No mesmo período marcado pela narrativa do “cuidado precoce”, entre agosto e novembro de 2020, Bolsonaro acelerava sua campanha pessoal em defesa da cloroquina e hidroxicloroquina, medicamentos que compõem o “kit covid” e que são recomendados até hoje por Bolsonaro.

Depoimento de Wajngarten

Em depoimento à CPI, o ex-chefe da Secom Fábio Wajngarten confirma que a pasta realizou investimentos com o intuito de difundir o uso de remédios dos quais o presidente Bolsonaro é um entusiasta.

Segundo o publicitário, o “atendimento precoce” foi objeto de duas campanhas justamente no período entre outubro e novembro de 2020.

Na oitiva, Wajngarten também listou outras ações que, segundo ele, foram executadas pela Secom durante a sua gestão.

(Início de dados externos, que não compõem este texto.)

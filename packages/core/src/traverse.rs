//! Resolving pointers against documents.
//!
//! Traversal walks the document one segment at a time. At each step the
//! current value is unboxed and dispatched on its kind:
//!
//! - maps coerce the segment into their key kind and look the key up
//! - lists and arrays coerce the segment into an index and bounds-check it
//! - records resolve the segment against their (possibly tagged) field names
//! - anything else can't be stepped into
//!
//! After each step the new value is unboxed and handed to the configured
//! [`ValueHook`](crate::ValueHook), if any. Mutations resolve the parent of
//! the pointer this way and then apply the last segment to it in place, so
//! a failed mutation never leaves the document half-written.

use crate::coerce::{coerce, coerce_index, coerce_key, field_position};
use crate::config::Config;
use crate::error::{Error, Result};
use crate::pointer::Pointer;
use crate::value::{Record, Value};

/// Segment that appends to a list when setting.
pub const APPEND: &str = "-";

impl Pointer {
    /// Read the value this pointer refers to.
    pub fn get<'a>(&self, doc: &'a Value) -> Result<&'a Value> {
        self.get_with(doc, &Config::default())
    }

    pub fn get_with<'a>(&self, doc: &'a Value, config: &Config) -> Result<&'a Value> {
        if self.is_root() {
            return Ok(doc);
        }
        self.walk(doc, self.len(), config)
    }

    /// Mutable access to the value this pointer refers to.
    pub fn get_mut<'a>(&self, doc: &'a mut Value) -> Result<&'a mut Value> {
        self.get_mut_with(doc, &Config::default())
    }

    pub fn get_mut_with<'a>(
        &self,
        doc: &'a mut Value,
        config: &Config,
    ) -> Result<&'a mut Value> {
        if self.is_root() {
            return Ok(doc);
        }
        self.walk_mut(doc, self.len(), config)
    }

    /// Write `value` at this pointer.
    ///
    /// The parent of the target must already exist. Maps only accept keys
    /// they already hold unless they are open; lists take the segment `-`
    /// as an append. The value is coerced to the slot's declared type.
    /// Setting the root replaces the whole document.
    pub fn set(&self, doc: &mut Value, value: Value) -> Result<()> {
        self.set_with(doc, value, &Config::default())
    }

    pub fn set_with(&self, doc: &mut Value, value: Value, config: &Config) -> Result<()> {
        let Some(last) = self.last() else {
            log::debug!("set: replacing whole document");
            *doc = value;
            return Ok(());
        };
        let at = self.len() - 1;
        let parent = self.walk_mut(doc, at, config)?;

        log::debug!("set {}", self);
        match parent.unboxed_mut() {
            Value::Map(map) => {
                let key =
                    coerce_key(last, map.key_kind()).map_err(|e| Error::coercion(self, at, e))?;
                if !map.is_open() && !map.contains_key(&key) {
                    return Err(Error::not_found(self, at, format!("key {}", key)));
                }
                let value =
                    coerce(value, map.value_type()).map_err(|e| Error::coercion(self, at, e))?;
                map.insert(key, value);
            }
            Value::List(list) => {
                if last == APPEND {
                    let value =
                        coerce(value, list.elem_type()).map_err(|e| Error::coercion(self, at, e))?;
                    list.push(value);
                } else {
                    let index = self.checked_index(at, last, list.len())?;
                    let value =
                        coerce(value, list.elem_type()).map_err(|e| Error::coercion(self, at, e))?;
                    if let Some(slot) = list.get_mut(index) {
                        *slot = value;
                    }
                }
            }
            Value::Array(array) => {
                if last == APPEND {
                    return Err(Error::out_of_range(self, at, array.len() as i64, array.len()));
                }
                let index = self.checked_index(at, last, array.len())?;
                let value =
                    coerce(value, array.elem_type()).map_err(|e| Error::coercion(self, at, e))?;
                if let Some(slot) = array.get_mut(index) {
                    *slot = value;
                }
            }
            Value::Record(record) => {
                let index = self.field_index(at, last, record, config)?;
                let field = &mut record.fields_mut()[index];
                let value = coerce(value, field.ty()).map_err(|e| Error::coercion(self, at, e))?;
                *field.value_mut() = value;
            }
            other => return Err(Error::invalid_kind(self, at, other.kind())),
        }

        Ok(())
    }

    /// Remove the value at this pointer, returning it.
    ///
    /// Deleting a map key that isn't there is not an error and returns
    /// `None`, even though reading the same key is. List elements after the
    /// removed one shift down. Arrays and records have fixed shapes and
    /// can't be deleted from. Deleting the root leaves `Null` behind.
    pub fn delete(&self, doc: &mut Value) -> Result<Option<Value>> {
        self.delete_with(doc, &Config::default())
    }

    pub fn delete_with(&self, doc: &mut Value, config: &Config) -> Result<Option<Value>> {
        let Some(last) = self.last() else {
            log::debug!("delete: clearing whole document");
            return Ok(Some(std::mem::take(doc)));
        };
        let at = self.len() - 1;
        let parent = self.walk_mut(doc, at, config)?;

        log::debug!("delete {}", self);
        match parent.unboxed_mut() {
            Value::Map(map) => {
                let key =
                    coerce_key(last, map.key_kind()).map_err(|e| Error::coercion(self, at, e))?;
                Ok(map.remove(&key))
            }
            Value::List(list) => {
                let index = self.checked_index(at, last, list.len())?;
                Ok(Some(list.remove(index)))
            }
            other => Err(Error::invalid_kind(self, at, other.kind())),
        }
    }

    /// Resolve the first `depth` segments.
    fn walk<'a>(&self, doc: &'a Value, depth: usize, config: &Config) -> Result<&'a Value> {
        let mut current = doc;
        for (at, segment) in self.iter().take(depth).enumerate() {
            let next = self.step(at, segment, current.unboxed(), config)?;
            current = self.settle(at, next, config)?;
        }
        Ok(current)
    }

    fn walk_mut<'a>(
        &self,
        doc: &'a mut Value,
        depth: usize,
        config: &Config,
    ) -> Result<&'a mut Value> {
        let mut current = doc;
        for (at, segment) in self.iter().take(depth).enumerate() {
            let next = self.step_mut(at, segment, current.unboxed_mut(), config)?;
            current = self.settle_mut(at, next, config)?;
        }
        Ok(current)
    }

    fn step<'a>(
        &self,
        at: usize,
        segment: &str,
        value: &'a Value,
        config: &Config,
    ) -> Result<&'a Value> {
        log::trace!("{}: part {} steps into {}", self, at, value.kind());
        match value {
            Value::Map(map) => {
                let key =
                    coerce_key(segment, map.key_kind()).map_err(|e| Error::coercion(self, at, e))?;
                map.get(&key)
                    .ok_or_else(|| Error::not_found(self, at, format!("key {}", key)))
            }
            Value::List(list) => {
                let index = self.checked_index(at, segment, list.len())?;
                Ok(&list.as_slice()[index])
            }
            Value::Array(array) => {
                let index = self.checked_index(at, segment, array.len())?;
                Ok(&array.as_slice()[index])
            }
            Value::Record(record) => {
                let index = self.field_index(at, segment, record, config)?;
                Ok(record.fields()[index].value())
            }
            other => Err(Error::invalid_kind(self, at, other.kind())),
        }
    }

    fn step_mut<'a>(
        &self,
        at: usize,
        segment: &str,
        value: &'a mut Value,
        config: &Config,
    ) -> Result<&'a mut Value> {
        log::trace!("{}: part {} steps into {}", self, at, value.kind());
        match value {
            Value::Map(map) => {
                let key =
                    coerce_key(segment, map.key_kind()).map_err(|e| Error::coercion(self, at, e))?;
                map.get_mut(&key)
                    .ok_or_else(|| Error::not_found(self, at, format!("key {}", key)))
            }
            Value::List(list) => {
                let len = list.len();
                let index = self.checked_index(at, segment, len)?;
                list.get_mut(index)
                    .ok_or_else(|| Error::out_of_range(self, at, index as i64, len))
            }
            Value::Array(array) => {
                let len = array.len();
                let index = self.checked_index(at, segment, len)?;
                array
                    .get_mut(index)
                    .ok_or_else(|| Error::out_of_range(self, at, index as i64, len))
            }
            Value::Record(record) => {
                let index = self.field_index(at, segment, record, config)?;
                Ok(record.fields_mut()[index].value_mut())
            }
            other => Err(Error::invalid_kind(self, at, other.kind())),
        }
    }

    /// Unbox the value a step landed on and run the hook over it.
    fn settle<'a>(&self, at: usize, value: &'a Value, config: &Config) -> Result<&'a Value> {
        let value = value.unboxed();
        match config.hook() {
            Some(hook) => hook
                .transform(value)
                .ok_or_else(|| Error::hook_rejected(self, at, value.kind())),
            None => Ok(value),
        }
    }

    fn settle_mut<'a>(
        &self,
        at: usize,
        value: &'a mut Value,
        config: &Config,
    ) -> Result<&'a mut Value> {
        let value = value.unboxed_mut();
        match config.hook() {
            Some(hook) => {
                let kind = value.kind();
                hook.transform_mut(value)
                    .ok_or_else(|| Error::hook_rejected(self, at, kind))
            }
            None => Ok(value),
        }
    }

    fn checked_index(&self, at: usize, segment: &str, len: usize) -> Result<usize> {
        let index = coerce_index(segment).map_err(|e| Error::coercion(self, at, e))?;
        usize::try_from(index)
            .ok()
            .filter(|i| *i < len)
            .ok_or_else(|| Error::out_of_range(self, at, index, len))
    }

    fn field_index(
        &self,
        at: usize,
        segment: &str,
        record: &Record,
        config: &Config,
    ) -> Result<usize> {
        field_position(record, segment, config.tag_name())
            .map_err(|e| Error::coercion(self, at, e))?
            .ok_or_else(|| {
                Error::not_found(
                    self,
                    at,
                    format!("field {:?} in record {}", segment, record.name()),
                )
            })
    }
}

/// Read the value at `pointer` in `doc`.
///
/// ```rust
/// use structptr_core::{get, KeyKind, List, Map, Type, Value};
///
/// let bob = Map::new(KeyKind::String, Type::Any).with("name", "Bob");
/// let doc = Value::from(
///     Map::new(KeyKind::String, Type::Any)
///         .with("alice", 42)
///         .with("bob", List::new(Type::Any).with(bob)),
/// );
///
/// assert_eq!(get(&doc, "/bob/0/name").unwrap(), &Value::from("Bob"));
/// ```
pub fn get<'a>(doc: &'a Value, pointer: &str) -> Result<&'a Value> {
    Pointer::parse(pointer)?.get(doc)
}

/// Write `value` at `pointer` and return the updated document.
///
/// For the root pointer this is just `value`.
pub fn set(mut doc: Value, pointer: &str, value: Value) -> Result<Value> {
    Pointer::parse(pointer)?.set(&mut doc, value)?;
    Ok(doc)
}

/// Delete the value at `pointer` and return the updated document.
///
/// For the root pointer this is `Null`.
pub fn delete(mut doc: Value, pointer: &str) -> Result<Value> {
    Pointer::parse(pointer)?.delete(&mut doc)?;
    Ok(doc)
}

O primeiro registro de atenção ao tema da vacinação se deu em dezembro do ano passado, em campanha educativa junto ao Ministério do Turismo para prestar “esclarecimentos” sobre vacinação e protocolos de segurança do turismo.

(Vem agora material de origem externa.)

fn write_seq(f: &mut fmt::Formatter<'_>, items: &[Value]) -> fmt::Result {
    f.write_str("[")?;
    for (i, item) in items.iter().enumerate() {
        if i > 0 {
            f.write_str(", ")?;
        }
        write!(f, "{}", item)?;
    }
    f.write_str("]")
}

// Conversion from common types

impl From<bool> for Value {
    fn from(v: bool) -> Self {
        Value::Bool(v)
    }
}

impl From<i64> for Value {
    fn from(v: i64) -> Self {
        Value::Int(v)
    }
}

impl From<i32> for Value {
    fn from(v: i32) -> Self {
        Value::Int(v as i64)
    }
}

impl From<u64> for Value {
    fn from(v: u64) -> Self {
        Value::Uint(v)
    }
}

impl From<f64> for Value {
    fn from(v: f64) -> Self {
        Value::Float(v)
    }
}

impl From<String> for Value {
    fn from(v: String) -> Self {
        Value::String(v)
    }
}

impl From<&str> for Value {
    fn from(v: &str) -> Self {
        Value::String(v.to_string())
    }
}

impl From<Map> for Value {
    fn from(v: Map) -> Self {
        Value::Map(v)
    }
}

impl From<List> for Value {
    fn from(v: List) -> Self {
        Value::List(v)
    }
}

impl From<Array> for Value {
    fn from(v: Array) -> Self {
        Value::Array(v)
    }
}

impl From<Record> for Value {
    fn from(v: Record) -> Self {
        Value::Record(v)
    }
}

impl<T: Into<Value>> From<Vec<T>> for Value {
    fn from(v: Vec<T>) -> Self {
        Value::List(List::from_items(
            Type::Any,
            v.into_iter().map(Into::into).collect(),
        ))
    }
}

#[cfg(test)]
mod tests {
    use super::*;

    #[test]
    fn owned_iteration_keeps_key_order() {
        let map = Map::new(KeyKind::Int, Type::String).with(10, "b").with(2, "a");
        let entries: Vec<(Key, Value)> = map.into_iter().collect();
        assert_eq!(
            entries,
            [(Key::Int(2), Value::from("a")), (Key::Int(10), Value::from("b"))]
        );

        let array = Array::new(Type::Int, vec![Value::from(1), Value::from(2)]);
        assert_eq!(array.into_items(), [Value::Int(1), Value::Int(2)]);

        let record = Record::new("P").field(Field::new("X", Type::Int, 1).tag("pointer", "x"));
        let parts: Vec<_> = record.into_fields().into_iter().map(Field::into_parts).collect();
        assert_eq!(parts, [("X".to_string(), Value::Int(1))]);
    }

    #[test]
    fn unboxed_strips_every_layer() {
        let v = Value::boxed(Value::boxed(Value::from(42)));
        assert_eq!(v.kind(), Kind::Boxed);
        assert_eq!(v.unboxed(), &Value::Int(42));
        assert_eq!(v.into_unboxed(), Value::Int(42));
    }

    #[test]
    fn scalars_conform_to_their_own_type() {
        assert!(Value::from(1).conforms_to(&Type::Int));
        assert!(Value::from("a").conforms_to(&Type::String));
        assert!(Value::Null.conforms_to(&Type::Any));
        assert!(!Value::Null.conforms_to(&Type::String));
        assert!(!Value::from(1).conforms_to(&Type::Uint));
    }

    #[test]
    fn containers_conform_by_declaration() {
        let m = Value::from(Map::new(KeyKind::String, Type::Int));
        assert!(m.conforms_to(&Type::map(KeyKind::String, Type::Int)));
        assert!(m.conforms_to(&Type::map(KeyKind::String, Type::Any)));
        assert!(!m.conforms_to(&Type::map(KeyKind::Int, Type::Int)));

        let a = Value::from(Array::new(Type::Int, vec![Value::from(1), Value::from(2)]));
        assert!(a.conforms_to(&Type::array(Type::Int, 2)));
        assert!(!a.conforms_to(&Type::array(Type::Int, 3)));

        let r = Value::from(Record::new("User"));
        assert!(r.conforms_to(&Type::record("User")));
        assert!(!r.conforms_to(&Type::record("Group")));
    }

    #[test]
    fn boxed_values_conform_through_the_box() {
        let v = Value::boxed(List::new(Type::String));
        assert!(v.conforms_to(&Type::list(Type::String)));
    }

    #[test]
    fn map_builder_and_lookup() {
        let m = Map::new(KeyKind::Int, Type::Any).with(42, "baz");
        assert_eq!(m.get(&Key::Int(42)), Some(&Value::from("baz")));
        assert!(!m.is_open());
        assert!(m.clone().open().is_open());
    }

    #[test]
    fn record_get_by_declared_name() {
        let r = Record::new("User")
            .field(Field::new("Name", Type::String, "alice").tag("pointer", "name"));
        assert_eq!(r.get("Name").map(Field::value), Some(&Value::from("alice")));
        assert_eq!(r.get("Name").and_then(|f| f.tag_value("pointer")), Some("name"));
        assert!(r.get("name").is_none());
    }

    #[test]
    fn vec_converts_to_untyped_list() {
        let v = Value::from(vec![1, 2, 3]);
        let list = v.as_list().unwrap();
        assert_eq!(list.elem_type(), &Type::Any);
        assert_eq!(list.len(), 3);
    }

    #[test]
    fn display_renders_nested_values() {
        let v = Value::from(
            Map::new(KeyKind::String, Type::Any).with("foo", vec![Value::from(1), Value::Null]),
        );
        assert_eq!(v.to_string(), r#"{"foo": [1, null]}"#);

        let r = Value::from(Record::new("P").field(Field::new("X", Type::Int, 3)));
        assert_eq!(r.to_string(), "P { X: 3 }");
    }

    #[test]
    fn type_display() {
        assert_eq!(Type::map(KeyKind::String, Type::Any).to_string(), "map[string]any");
        assert_eq!(Type::list(Type::Int).to_string(), "list[int]");
        assert_eq!(Type::array(Type::Float, 3).to_string(), "array[float; 3]");
        assert_eq!(Type::record("User").to_string(), "record User");
    }
}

Somente em janeiro de 2021, de acordo com o relato de Wajngarten, a vacinação passou a ser assunto prioritário das ações deliberadas pela secretaria, com campanhas veiculadas junto ao Ministério da Saúde.

Em março, mês em que o Brasil trocava o ministro da Saúde pela terceira vez em 12 meses de pandemia (o general Eduardo Pazuello deu lugar ao médico Marcelo Queiroga), o governo brasileiro enfim concretizou o acordo para compra de vacinas da Pfizer.

O desfecho se deu depois de um longo período de negociações. Depoimentos à CPI indicam que o governo brasileiro ignorou a ofertas da farmacêutica ainda em agosto de 2020. As conversas só começaram a evoluir a partir de dezembro do ano passado.

Outro lado

O UOL enviou à Secom perguntas sobre as ações publicitárias realizadas durante a pandemia. A pasta foi indagada se houve alguma campanha realizada sob a sua ingerência após abril de 2021 —data limite do relatório enviado à CPI. Também foi questionado se houve, por parte da comunicação do governo, alguma restrição orçamentária e se existiria alguma justificativa institucional para os fatos que foram relatados. Não houve resposta até ontem (9).